◆ Exercise requirements ◆
Every line that contains the word "info" is to be copied from the listing.

───── Source data ─────

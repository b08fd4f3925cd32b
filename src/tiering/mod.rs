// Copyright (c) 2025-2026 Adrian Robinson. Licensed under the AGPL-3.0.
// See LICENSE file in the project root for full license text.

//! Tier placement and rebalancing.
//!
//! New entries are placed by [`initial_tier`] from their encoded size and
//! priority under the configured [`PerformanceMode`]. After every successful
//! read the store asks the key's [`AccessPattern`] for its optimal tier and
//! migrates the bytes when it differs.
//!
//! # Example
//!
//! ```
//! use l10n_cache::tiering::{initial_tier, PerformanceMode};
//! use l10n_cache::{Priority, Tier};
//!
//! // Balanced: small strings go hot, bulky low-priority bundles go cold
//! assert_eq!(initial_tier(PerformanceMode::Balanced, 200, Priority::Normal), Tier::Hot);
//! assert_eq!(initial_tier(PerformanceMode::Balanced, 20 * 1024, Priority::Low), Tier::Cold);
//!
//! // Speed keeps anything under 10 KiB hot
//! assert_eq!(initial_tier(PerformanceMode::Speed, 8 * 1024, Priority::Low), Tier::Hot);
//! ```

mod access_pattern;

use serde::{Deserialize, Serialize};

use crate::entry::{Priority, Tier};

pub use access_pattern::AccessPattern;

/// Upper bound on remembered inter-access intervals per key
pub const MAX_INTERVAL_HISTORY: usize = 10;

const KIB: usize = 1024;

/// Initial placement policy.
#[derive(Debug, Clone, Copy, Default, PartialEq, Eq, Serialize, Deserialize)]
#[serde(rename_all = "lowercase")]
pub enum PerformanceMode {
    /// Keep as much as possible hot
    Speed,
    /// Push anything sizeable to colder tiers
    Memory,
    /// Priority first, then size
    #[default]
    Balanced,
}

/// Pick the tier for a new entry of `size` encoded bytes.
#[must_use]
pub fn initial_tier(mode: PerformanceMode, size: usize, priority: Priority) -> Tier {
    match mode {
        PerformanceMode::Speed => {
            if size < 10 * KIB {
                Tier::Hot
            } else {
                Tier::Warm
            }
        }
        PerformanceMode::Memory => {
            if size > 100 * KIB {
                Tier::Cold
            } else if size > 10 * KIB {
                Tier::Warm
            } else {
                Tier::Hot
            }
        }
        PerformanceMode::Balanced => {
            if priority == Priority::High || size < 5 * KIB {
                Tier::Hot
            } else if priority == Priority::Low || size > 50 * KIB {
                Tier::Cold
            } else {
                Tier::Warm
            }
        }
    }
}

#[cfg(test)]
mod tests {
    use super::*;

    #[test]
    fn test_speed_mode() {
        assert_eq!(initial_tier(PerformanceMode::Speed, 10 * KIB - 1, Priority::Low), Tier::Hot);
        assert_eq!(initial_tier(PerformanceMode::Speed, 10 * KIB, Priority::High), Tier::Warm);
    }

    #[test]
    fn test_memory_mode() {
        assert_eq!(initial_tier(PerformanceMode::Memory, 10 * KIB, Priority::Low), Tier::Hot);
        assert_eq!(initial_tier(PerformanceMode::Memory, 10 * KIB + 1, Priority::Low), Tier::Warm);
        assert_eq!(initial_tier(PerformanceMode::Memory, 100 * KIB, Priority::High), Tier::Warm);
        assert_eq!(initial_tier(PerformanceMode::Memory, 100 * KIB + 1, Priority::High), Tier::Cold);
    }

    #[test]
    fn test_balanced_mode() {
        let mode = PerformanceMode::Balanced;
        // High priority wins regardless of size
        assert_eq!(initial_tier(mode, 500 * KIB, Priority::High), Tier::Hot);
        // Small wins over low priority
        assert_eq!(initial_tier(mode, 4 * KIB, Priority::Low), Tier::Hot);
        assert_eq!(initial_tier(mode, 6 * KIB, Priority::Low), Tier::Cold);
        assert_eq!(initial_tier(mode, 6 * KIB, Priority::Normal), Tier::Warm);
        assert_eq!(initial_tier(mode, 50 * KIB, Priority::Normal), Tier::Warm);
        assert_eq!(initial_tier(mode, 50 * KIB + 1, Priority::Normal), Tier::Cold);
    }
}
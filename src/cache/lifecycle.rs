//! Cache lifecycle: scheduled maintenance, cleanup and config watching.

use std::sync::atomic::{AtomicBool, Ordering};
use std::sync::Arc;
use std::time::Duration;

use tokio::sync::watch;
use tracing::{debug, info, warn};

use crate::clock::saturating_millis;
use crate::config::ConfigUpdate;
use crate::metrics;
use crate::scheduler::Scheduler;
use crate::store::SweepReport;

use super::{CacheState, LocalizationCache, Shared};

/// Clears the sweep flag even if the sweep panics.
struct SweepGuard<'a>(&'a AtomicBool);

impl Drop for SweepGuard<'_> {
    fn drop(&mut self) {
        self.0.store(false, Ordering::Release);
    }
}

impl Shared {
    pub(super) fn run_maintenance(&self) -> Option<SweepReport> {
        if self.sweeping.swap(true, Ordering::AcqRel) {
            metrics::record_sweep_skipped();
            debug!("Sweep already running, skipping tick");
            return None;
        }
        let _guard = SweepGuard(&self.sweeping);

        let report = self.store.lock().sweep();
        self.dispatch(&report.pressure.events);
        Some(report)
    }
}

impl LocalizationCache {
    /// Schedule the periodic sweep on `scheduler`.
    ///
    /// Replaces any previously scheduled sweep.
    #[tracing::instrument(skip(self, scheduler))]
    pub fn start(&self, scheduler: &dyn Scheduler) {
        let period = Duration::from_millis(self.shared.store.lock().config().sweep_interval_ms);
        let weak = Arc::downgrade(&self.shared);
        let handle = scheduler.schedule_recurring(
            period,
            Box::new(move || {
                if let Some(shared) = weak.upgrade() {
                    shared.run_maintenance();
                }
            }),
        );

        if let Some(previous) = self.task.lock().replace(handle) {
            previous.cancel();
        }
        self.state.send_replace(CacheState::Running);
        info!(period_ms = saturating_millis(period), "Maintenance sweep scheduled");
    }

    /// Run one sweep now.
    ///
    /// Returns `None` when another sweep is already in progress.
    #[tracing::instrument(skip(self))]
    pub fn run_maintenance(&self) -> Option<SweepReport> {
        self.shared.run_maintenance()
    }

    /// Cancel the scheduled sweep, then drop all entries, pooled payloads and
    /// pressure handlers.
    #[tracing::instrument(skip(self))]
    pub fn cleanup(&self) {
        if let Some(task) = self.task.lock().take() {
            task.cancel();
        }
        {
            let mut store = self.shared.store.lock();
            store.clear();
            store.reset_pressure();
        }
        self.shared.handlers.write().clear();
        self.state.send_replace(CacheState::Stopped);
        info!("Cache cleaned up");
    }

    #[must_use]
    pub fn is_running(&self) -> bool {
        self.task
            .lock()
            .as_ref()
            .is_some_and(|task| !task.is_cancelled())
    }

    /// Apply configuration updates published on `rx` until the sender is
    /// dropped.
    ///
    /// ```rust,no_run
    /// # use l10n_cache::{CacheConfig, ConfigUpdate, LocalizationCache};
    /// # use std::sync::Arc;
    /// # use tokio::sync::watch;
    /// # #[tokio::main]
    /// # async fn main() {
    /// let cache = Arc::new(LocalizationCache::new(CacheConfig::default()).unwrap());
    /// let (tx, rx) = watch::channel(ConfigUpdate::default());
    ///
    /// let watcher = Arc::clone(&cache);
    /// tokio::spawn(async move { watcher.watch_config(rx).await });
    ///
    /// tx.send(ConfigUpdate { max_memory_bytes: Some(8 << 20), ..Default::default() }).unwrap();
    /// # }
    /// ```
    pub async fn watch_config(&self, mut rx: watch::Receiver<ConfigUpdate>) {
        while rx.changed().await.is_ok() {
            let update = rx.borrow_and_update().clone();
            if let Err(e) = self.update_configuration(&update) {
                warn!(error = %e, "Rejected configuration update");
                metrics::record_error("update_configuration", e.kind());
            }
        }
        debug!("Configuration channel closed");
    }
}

─────

◆ Response below ◆
use tracing::{debug, info, warn};
        info!(period_ms = saturating_millis(period), "Maintenance sweep scheduled");
        info!("Cache cleaned up");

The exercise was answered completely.